Pour ma part, évidemment, et quelle banalité, le plus grand souvenir de Bohème reste une représentation à Munich avec Pavarotti et Freni, dirigés par Carlos Kleiber, réentendu à la Scala au début des années 80, toujours avec Freni, mais avec un ténor bien pâle, Ottavio Garaventa. Le souvenir de ces soirées sublimes est resté imprimé: je m’en nourris régulièrement avec un pirate de la fin des années 70 (Scala, Kleiber, Pavarotti, Cotrubas). On constate, autre banalité, que le chef change tout: la violence, l’énergie de Kleiber sont tellement contagieuses que les chanteurs en sont transfigurés. Or, Bohème est à ce point un standard inévitable des théâtres lyriques, que la plupart du temps ce sont des chefs certes honorables, mais tout de même de seconde série, qui dirigent, le public accourant de toute façon. Et pourtant la musique de Puccini est beaucoup moins simple qu’on ne le croit généralement, Gustavo Dudamel, lorsqu’il préparait La Bohème pour Berlin m’avait dit combien il avait été surpris de la complexité du tissu musical. Cest heureux que Dudamel l’ait à son répertoire, peu de très grands chefs la dirigent dans les grands théâtres pour les raisons expliquées ci-dessous (c’est un opéra qui n’exige pas de très grands noms ni de fréquentes nouvelles productions). Typique opéra de répertoire, La Bohème a pourtant connu dans les cinquante dernières années de grands chefs au théâtre, Karajan et Kleiber en premier, mais aussi Maazel (est-ce encore un grand chef?)ou Mehta. Aujourd’hui, qui pourrait reprendre le flambeau à la scène? Dudamel peut-être (sa Bohème à Berlin était très intéressante, moins cependant que son Don Giovanni à la Scala); Abbado n’a jamais dirigé d’opéra de Puccini, et a plusieurs fois évoqué Manon Lescaut,  mais jamais Bohème, et un Puccini n’est pas dans ses projets. On pense à Pappano, qui en fait un assez bel enregistrement chez EMI, ou à des jeunes comme Andris Nelsons qui vient de faire une belle Butterfly à Vienne et qui dirigea Bohème à Berlin (Deutsche Oper) en 2007 avec beaucoup de succès. Attendons.

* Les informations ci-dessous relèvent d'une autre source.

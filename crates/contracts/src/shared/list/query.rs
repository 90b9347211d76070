use serde::{Deserialize, Serialize};
use std::collections::BTreeMap;

pub const DEFAULT_PAGE_SIZE: u64 = 10;
pub const MAX_PAGE_SIZE: u64 = 500;

/// Prefix of query parameters carrying extra field filters (`filter.status=paid`)
pub const FILTER_PREFIX: &str = "filter.";

/// Направление сортировки
#[derive(Debug, Clone, Copy, Default, PartialEq, Eq, Hash, Serialize, Deserialize)]
#[serde(rename_all = "lowercase")]
pub enum SortDirection {
    #[default]
    Asc,
    Desc,
}

impl SortDirection {
    pub fn as_str(&self) -> &'static str {
        match self {
            SortDirection::Asc => "asc",
            SortDirection::Desc => "desc",
        }
    }

    pub fn toggled(self) -> Self {
        match self {
            SortDirection::Asc => SortDirection::Desc,
            SortDirection::Desc => SortDirection::Asc,
        }
    }

    /// Case-insensitive parse of `"asc"` / `"desc"`
    pub fn parse(value: &str) -> Option<Self> {
        match value.trim().to_ascii_lowercase().as_str() {
            "asc" => Some(SortDirection::Asc),
            "desc" => Some(SortDirection::Desc),
            _ => None,
        }
    }
}

/// Parameters of one paged list request.
#[derive(Debug, Clone, PartialEq, Eq, Serialize, Deserialize)]
#[serde(rename_all = "camelCase")]
pub struct ListQuery {
    /// Scope restriction (e.g. `customer` / `vendor` for counterparties)
    pub entity_filter: Option<String>,
    /// One-based page number
    pub page: u64,
    pub page_size: u64,
    /// Exact-match field filters
    #[serde(default)]
    pub filters: BTreeMap<String, String>,
    /// `None` means server-default ordering
    pub sort_by: Option<String>,
    pub sort_direction: SortDirection,
}

impl Default for ListQuery {
    fn default() -> Self {
        Self {
            entity_filter: None,
            page: 1,
            page_size: DEFAULT_PAGE_SIZE,
            filters: BTreeMap::new(),
            sort_by: None,
            sort_direction: SortDirection::Asc,
        }
    }
}

impl ListQuery {
    /// Offset of the first record of the requested page
    pub fn offset(&self) -> u64 {
        self.page.saturating_sub(1).saturating_mul(self.page_size)
    }

    /// Query-string pairs (not yet URL-encoded)
    pub fn to_pairs(&self) -> Vec<(String, String)> {
        let mut pairs = vec![
            ("page".to_string(), self.page.to_string()),
            ("pageSize".to_string(), self.page_size.to_string()),
        ];
        if let Some(sort_by) = self.sort_by.as_deref().filter(|s| !s.is_empty()) {
            pairs.push(("sortBy".to_string(), sort_by.to_string()));
            pairs.push((
                "sortDirection".to_string(),
                self.sort_direction.as_str().to_string(),
            ));
        }
        if let Some(scope) = self.entity_filter.as_deref().filter(|s| !s.is_empty()) {
            pairs.push(("entityFilter".to_string(), scope.to_string()));
        }
        for (field, value) in &self.filters {
            pairs.push((format!("{}{}", FILTER_PREFIX, field), value.clone()));
        }
        pairs
    }

    /// Lenient parse of query-string pairs.
    ///
    /// Unknown keys are ignored, malformed numbers fall back to defaults,
    /// `page` is at least 1 and `pageSize` is clamped to `1..=MAX_PAGE_SIZE`.
    pub fn from_pairs<I>(pairs: I) -> Self
    where
        I: IntoIterator<Item = (String, String)>,
    {
        let mut query = ListQuery::default();
        for (key, value) in pairs {
            match key.as_str() {
                "page" => {
                    query.page = value.trim().parse::<u64>().unwrap_or(1).max(1);
                }
                "pageSize" => {
                    query.page_size = match value.trim().parse::<u64>() {
                        Ok(0) | Err(_) => DEFAULT_PAGE_SIZE,
                        Ok(size) => size.min(MAX_PAGE_SIZE),
                    };
                }
                "sortBy" => {
                    let value = value.trim();
                    query.sort_by = (!value.is_empty()).then(|| value.to_string());
                }
                "sortDirection" => {
                    query.sort_direction = SortDirection::parse(&value).unwrap_or_default();
                }
                "entityFilter" => {
                    let value = value.trim();
                    query.entity_filter = (!value.is_empty()).then(|| value.to_string());
                }
                other => {
                    if let Some(field) = other.strip_prefix(FILTER_PREFIX) {
                        if !field.is_empty() {
                            query.filters.insert(field.to_string(), value);
                        }
                    }
                }
            }
        }
        query
    }
}

#[cfg(test)]
mod tests {
    use super::*;

    fn pairs(items: &[(&str, &str)]) -> Vec<(String, String)> {
        items
            .iter()
            .map(|(k, v)| (k.to_string(), v.to_string()))
            .collect()
    }

    #[test]
    fn test_pairs_survive_parse() {
        let mut query = ListQuery {
            entity_filter: Some("vendor".to_string()),
            page: 3,
            page_size: 25,
            sort_by: Some("orderDate".to_string()),
            sort_direction: SortDirection::Desc,
            ..Default::default()
        };
        query.filters.insert("status".to_string(), "paid".to_string());

        assert_eq!(ListQuery::from_pairs(query.to_pairs()), query);
    }

    #[test]
    fn test_sort_direction_omitted_without_sort_field() {
        let keys: Vec<String> = ListQuery::default()
            .to_pairs()
            .into_iter()
            .map(|(k, _)| k)
            .collect();
        assert_eq!(keys, vec!["page", "pageSize"]);
    }

    #[test]
    fn test_from_pairs_is_lenient() {
        let query = ListQuery::from_pairs(pairs(&[
            ("page", "0"),
            ("pageSize", "100000"),
            ("sortBy", " "),
            ("sortDirection", "DESC"),
            ("filter.", "ignored"),
            ("unknown", "x"),
        ]));
        assert_eq!(query.page, 1);
        assert_eq!(query.page_size, MAX_PAGE_SIZE);
        assert_eq!(query.sort_by, None);
        assert_eq!(query.sort_direction, SortDirection::Desc);
        assert!(query.filters.is_empty());

        let query = ListQuery::from_pairs(pairs(&[("page", "abc"), ("pageSize", "0")]));
        assert_eq!(query.page, 1);
        assert_eq!(query.page_size, DEFAULT_PAGE_SIZE);
    }

    #[test]
    fn test_offset() {
        let query = ListQuery {
            page: 3,
            page_size: 20,
            ..Default::default()
        };
        assert_eq!(query.offset(), 40);
    }

    #[test]
    fn test_toggle() {
        assert_eq!(SortDirection::Asc.toggled(), SortDirection::Desc);
        assert_eq!(SortDirection::Desc.toggled(), SortDirection::Asc);
    }
}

Bohème est donc une oeuvre qui “rapporte” aux théâtres lorsqu’ils le programment. Nul besoin de changements fréquents de production, parce que  les mises en scène traditionnelles sont assez interchangeables. La nécessité de changer la belle production de Menotti à Garnier par celle de Jonathan Miller à Bastille n’est sans doute due qu’à des impératifs techniques, le public ayant du mal à faire vraiment la différence. Ce qui fait en général la différence, c’est le deuxième acte: la représentation du café Momus changeant selon les metteurs en scène à cause de la difficulté de représenter à fois la rue et l’intérieur du café dans une solution de continuité. La solution de Miller n’est pas claire scéniquement (rue au premier plan, s’effaçant pour montrer le café au second plan, qui devient un premier plan), en revanche, celle de Menotti, très claire (le café Momus avait une terrasse qui était dans la rue), restait assez improbable: tous ces messieurs et dames grelottant de froid au premier acte, se retrouvant au second acte en terrasse (quand les chauffages d’appoint qu’on voit aujourd’hui n’existaient pas…) dans la joie sans doute réchauffante de Noël. La solution la plus spectaculaire reste évidemment celle de Franco Zeffirelli,qui signa la doyenne des grandes mises en scène de Bohème, à la Scala (depuis de début des années soixante, avec Karajan), et la même à Vienne depuis à peu près la même période (et toujours avec Karajan), qui propose de diviser la scène en un plan inférieur (Momus), et supérieur (la rue), ce qui rend l’ouverture du rideau si spectaculaire qu’elle provoque encore aujourd’hui les applaudissements à scène ouverte.Tout mélomane se doit un jour d’aller voir cette production légendaire qui vit encore, soit à Milan, soit à Vienne. A Milan, c’est même la production “symbolique” de la Scala, comme le fut celle des Nozze di Figaro de Strehler ou de Faust de Lavelli pour l’Opéra de Paris.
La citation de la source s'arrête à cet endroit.